Records shown:
* * * * * * * * *
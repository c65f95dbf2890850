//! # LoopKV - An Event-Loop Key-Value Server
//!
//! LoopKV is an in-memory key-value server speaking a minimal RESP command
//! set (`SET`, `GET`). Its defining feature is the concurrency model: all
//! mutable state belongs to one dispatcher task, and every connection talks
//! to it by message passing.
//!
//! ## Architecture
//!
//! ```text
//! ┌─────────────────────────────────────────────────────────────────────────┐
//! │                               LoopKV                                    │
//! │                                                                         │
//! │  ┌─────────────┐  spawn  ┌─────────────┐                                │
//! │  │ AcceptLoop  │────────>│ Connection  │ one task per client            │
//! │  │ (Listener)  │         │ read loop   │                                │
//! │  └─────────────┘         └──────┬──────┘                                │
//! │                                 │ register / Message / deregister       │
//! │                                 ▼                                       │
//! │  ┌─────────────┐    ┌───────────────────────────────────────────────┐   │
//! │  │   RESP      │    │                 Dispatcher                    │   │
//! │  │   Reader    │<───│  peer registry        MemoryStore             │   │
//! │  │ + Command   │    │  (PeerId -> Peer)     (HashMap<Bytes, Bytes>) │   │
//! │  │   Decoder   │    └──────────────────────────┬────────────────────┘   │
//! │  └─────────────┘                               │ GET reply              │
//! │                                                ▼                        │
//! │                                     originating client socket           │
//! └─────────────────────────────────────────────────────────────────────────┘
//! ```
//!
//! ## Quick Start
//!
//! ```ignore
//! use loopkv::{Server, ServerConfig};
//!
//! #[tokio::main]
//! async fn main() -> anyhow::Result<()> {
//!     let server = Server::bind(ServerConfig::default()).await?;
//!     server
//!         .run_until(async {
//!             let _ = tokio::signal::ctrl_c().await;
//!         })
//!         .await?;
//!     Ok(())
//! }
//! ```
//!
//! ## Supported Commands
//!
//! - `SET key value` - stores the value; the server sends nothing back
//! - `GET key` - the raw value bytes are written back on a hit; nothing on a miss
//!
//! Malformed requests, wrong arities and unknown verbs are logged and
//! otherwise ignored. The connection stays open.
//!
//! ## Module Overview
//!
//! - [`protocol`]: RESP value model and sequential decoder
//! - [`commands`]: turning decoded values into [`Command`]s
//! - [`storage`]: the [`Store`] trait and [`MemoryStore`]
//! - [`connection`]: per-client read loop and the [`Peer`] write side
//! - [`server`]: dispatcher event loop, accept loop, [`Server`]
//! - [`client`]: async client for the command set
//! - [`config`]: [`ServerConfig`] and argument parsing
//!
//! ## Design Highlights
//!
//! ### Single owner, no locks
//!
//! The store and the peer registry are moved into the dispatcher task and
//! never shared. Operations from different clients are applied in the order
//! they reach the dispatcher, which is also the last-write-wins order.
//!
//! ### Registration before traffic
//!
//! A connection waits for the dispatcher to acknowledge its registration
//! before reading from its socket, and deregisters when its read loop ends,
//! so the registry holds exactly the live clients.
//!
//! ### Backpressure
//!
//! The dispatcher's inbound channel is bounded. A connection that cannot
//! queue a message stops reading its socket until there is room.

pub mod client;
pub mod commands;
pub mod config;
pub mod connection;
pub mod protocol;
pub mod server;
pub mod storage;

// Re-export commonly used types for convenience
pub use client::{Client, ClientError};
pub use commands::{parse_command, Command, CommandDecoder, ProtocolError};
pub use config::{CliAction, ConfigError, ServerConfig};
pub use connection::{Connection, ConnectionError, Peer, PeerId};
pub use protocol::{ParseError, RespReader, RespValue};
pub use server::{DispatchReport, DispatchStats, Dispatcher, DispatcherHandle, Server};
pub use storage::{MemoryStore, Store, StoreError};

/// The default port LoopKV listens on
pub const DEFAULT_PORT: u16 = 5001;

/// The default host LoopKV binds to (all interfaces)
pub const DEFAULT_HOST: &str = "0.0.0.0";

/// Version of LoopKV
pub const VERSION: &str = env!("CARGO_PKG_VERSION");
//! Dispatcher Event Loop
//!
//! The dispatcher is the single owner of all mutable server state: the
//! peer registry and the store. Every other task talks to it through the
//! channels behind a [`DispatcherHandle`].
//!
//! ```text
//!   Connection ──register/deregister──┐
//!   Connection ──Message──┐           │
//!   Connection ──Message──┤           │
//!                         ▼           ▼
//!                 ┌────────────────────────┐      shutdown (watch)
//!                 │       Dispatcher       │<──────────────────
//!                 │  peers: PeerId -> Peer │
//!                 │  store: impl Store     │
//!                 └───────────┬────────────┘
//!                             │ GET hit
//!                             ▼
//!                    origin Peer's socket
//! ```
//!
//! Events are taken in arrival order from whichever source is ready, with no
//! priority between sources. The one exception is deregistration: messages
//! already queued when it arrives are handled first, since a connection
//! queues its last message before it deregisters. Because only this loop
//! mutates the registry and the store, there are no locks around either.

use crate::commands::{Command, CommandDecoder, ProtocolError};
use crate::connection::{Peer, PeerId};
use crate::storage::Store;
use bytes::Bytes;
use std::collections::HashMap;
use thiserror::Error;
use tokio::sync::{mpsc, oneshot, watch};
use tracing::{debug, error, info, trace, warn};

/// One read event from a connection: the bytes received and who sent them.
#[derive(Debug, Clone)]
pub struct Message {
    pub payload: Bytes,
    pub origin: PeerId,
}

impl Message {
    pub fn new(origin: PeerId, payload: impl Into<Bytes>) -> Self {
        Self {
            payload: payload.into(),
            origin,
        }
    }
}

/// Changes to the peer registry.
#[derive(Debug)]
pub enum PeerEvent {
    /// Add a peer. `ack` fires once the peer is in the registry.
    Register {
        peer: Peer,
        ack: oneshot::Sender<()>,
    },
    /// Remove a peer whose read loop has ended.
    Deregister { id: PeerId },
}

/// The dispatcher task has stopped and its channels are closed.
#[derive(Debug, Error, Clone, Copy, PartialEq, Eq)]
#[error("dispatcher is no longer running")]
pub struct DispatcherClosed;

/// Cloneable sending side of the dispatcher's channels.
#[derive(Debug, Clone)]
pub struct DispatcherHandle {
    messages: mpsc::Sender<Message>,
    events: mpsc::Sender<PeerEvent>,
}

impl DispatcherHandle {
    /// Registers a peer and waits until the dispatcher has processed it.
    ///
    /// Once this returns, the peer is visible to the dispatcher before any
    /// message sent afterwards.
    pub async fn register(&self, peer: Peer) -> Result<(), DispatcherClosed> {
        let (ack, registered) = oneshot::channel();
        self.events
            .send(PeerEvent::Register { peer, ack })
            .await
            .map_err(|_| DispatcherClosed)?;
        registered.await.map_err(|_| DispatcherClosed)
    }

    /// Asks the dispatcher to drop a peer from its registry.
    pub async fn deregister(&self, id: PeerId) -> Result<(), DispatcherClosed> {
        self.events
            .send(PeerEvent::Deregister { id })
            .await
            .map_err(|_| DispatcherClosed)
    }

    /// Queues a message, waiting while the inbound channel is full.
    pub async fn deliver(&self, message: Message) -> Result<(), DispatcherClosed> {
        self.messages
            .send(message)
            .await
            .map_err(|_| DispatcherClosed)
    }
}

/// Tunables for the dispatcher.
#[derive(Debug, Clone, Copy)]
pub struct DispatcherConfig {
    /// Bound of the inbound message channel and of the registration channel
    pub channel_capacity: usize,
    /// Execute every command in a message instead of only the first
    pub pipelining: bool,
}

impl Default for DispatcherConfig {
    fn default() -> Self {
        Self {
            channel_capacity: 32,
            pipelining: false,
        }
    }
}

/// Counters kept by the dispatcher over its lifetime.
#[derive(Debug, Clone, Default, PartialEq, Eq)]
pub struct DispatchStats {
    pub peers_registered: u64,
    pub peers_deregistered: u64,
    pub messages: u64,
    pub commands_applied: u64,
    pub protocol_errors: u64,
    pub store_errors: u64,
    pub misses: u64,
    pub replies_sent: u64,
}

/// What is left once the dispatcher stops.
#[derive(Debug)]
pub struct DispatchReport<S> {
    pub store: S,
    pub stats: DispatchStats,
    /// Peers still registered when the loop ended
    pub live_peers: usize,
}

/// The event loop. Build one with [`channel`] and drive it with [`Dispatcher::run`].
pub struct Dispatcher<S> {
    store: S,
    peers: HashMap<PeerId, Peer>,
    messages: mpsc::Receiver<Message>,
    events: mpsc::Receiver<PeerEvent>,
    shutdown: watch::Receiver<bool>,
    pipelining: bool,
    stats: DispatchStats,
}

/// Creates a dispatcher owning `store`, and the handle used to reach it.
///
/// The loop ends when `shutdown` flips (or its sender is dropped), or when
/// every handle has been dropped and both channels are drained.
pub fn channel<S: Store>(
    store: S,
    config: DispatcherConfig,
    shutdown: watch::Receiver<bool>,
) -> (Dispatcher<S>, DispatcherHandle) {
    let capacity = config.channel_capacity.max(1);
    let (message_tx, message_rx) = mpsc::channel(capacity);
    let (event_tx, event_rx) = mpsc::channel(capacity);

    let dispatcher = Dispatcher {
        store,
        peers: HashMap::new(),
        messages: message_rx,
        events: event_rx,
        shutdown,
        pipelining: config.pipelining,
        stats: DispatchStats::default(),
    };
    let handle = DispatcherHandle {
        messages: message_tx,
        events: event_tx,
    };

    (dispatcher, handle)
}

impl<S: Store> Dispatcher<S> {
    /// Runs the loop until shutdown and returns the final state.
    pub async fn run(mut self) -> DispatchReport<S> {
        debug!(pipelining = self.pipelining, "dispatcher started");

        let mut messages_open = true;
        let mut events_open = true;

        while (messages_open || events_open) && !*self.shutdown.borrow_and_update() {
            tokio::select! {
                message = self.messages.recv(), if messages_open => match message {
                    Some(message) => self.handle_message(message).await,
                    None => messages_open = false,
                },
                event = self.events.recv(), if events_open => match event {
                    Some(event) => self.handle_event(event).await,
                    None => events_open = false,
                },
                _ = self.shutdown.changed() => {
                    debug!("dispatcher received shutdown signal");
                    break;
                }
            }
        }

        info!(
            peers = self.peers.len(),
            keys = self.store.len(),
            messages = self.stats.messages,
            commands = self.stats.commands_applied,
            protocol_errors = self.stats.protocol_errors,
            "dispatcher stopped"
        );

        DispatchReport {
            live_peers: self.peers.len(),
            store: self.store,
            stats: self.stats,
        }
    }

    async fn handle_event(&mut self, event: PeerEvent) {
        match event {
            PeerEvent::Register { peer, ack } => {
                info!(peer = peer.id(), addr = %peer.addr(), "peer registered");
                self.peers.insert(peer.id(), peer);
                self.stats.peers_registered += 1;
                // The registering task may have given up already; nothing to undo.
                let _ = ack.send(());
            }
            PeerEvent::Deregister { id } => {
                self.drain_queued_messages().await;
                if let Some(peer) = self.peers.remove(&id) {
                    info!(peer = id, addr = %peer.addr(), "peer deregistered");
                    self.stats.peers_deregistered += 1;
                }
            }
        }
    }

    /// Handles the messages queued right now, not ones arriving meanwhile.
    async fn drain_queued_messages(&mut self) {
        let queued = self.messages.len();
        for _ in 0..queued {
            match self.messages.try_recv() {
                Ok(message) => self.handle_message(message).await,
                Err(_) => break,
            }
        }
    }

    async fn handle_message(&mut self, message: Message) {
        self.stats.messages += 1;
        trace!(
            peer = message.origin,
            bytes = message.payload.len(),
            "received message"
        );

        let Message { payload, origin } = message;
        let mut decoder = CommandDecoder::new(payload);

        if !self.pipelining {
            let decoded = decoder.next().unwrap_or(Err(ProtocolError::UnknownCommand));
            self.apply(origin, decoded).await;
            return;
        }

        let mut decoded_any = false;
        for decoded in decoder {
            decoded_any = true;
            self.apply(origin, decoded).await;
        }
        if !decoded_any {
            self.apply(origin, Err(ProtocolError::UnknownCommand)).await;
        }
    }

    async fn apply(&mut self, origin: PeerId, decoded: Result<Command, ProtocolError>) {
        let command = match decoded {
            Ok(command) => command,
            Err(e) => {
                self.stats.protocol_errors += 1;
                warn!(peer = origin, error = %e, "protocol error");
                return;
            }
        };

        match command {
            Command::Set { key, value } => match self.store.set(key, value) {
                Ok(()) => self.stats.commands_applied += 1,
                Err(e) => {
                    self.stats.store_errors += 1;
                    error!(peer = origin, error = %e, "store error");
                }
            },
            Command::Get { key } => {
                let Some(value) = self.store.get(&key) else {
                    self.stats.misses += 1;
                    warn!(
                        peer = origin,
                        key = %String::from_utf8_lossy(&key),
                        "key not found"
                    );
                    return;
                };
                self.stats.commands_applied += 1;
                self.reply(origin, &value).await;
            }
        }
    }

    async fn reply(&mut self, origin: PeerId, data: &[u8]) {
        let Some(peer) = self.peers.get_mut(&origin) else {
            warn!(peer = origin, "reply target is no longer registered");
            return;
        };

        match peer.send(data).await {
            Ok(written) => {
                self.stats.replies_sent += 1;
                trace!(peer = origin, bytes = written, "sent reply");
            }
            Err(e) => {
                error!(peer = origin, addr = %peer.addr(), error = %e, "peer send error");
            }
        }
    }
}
* * * * * * * * *
About this task:
For every line of the data above that contains "reading", copy that line.

Result of this exercise:
//! before reading from its socket, and deregisters when its read loop ends,
//! queue a message stops reading its socket until there is room.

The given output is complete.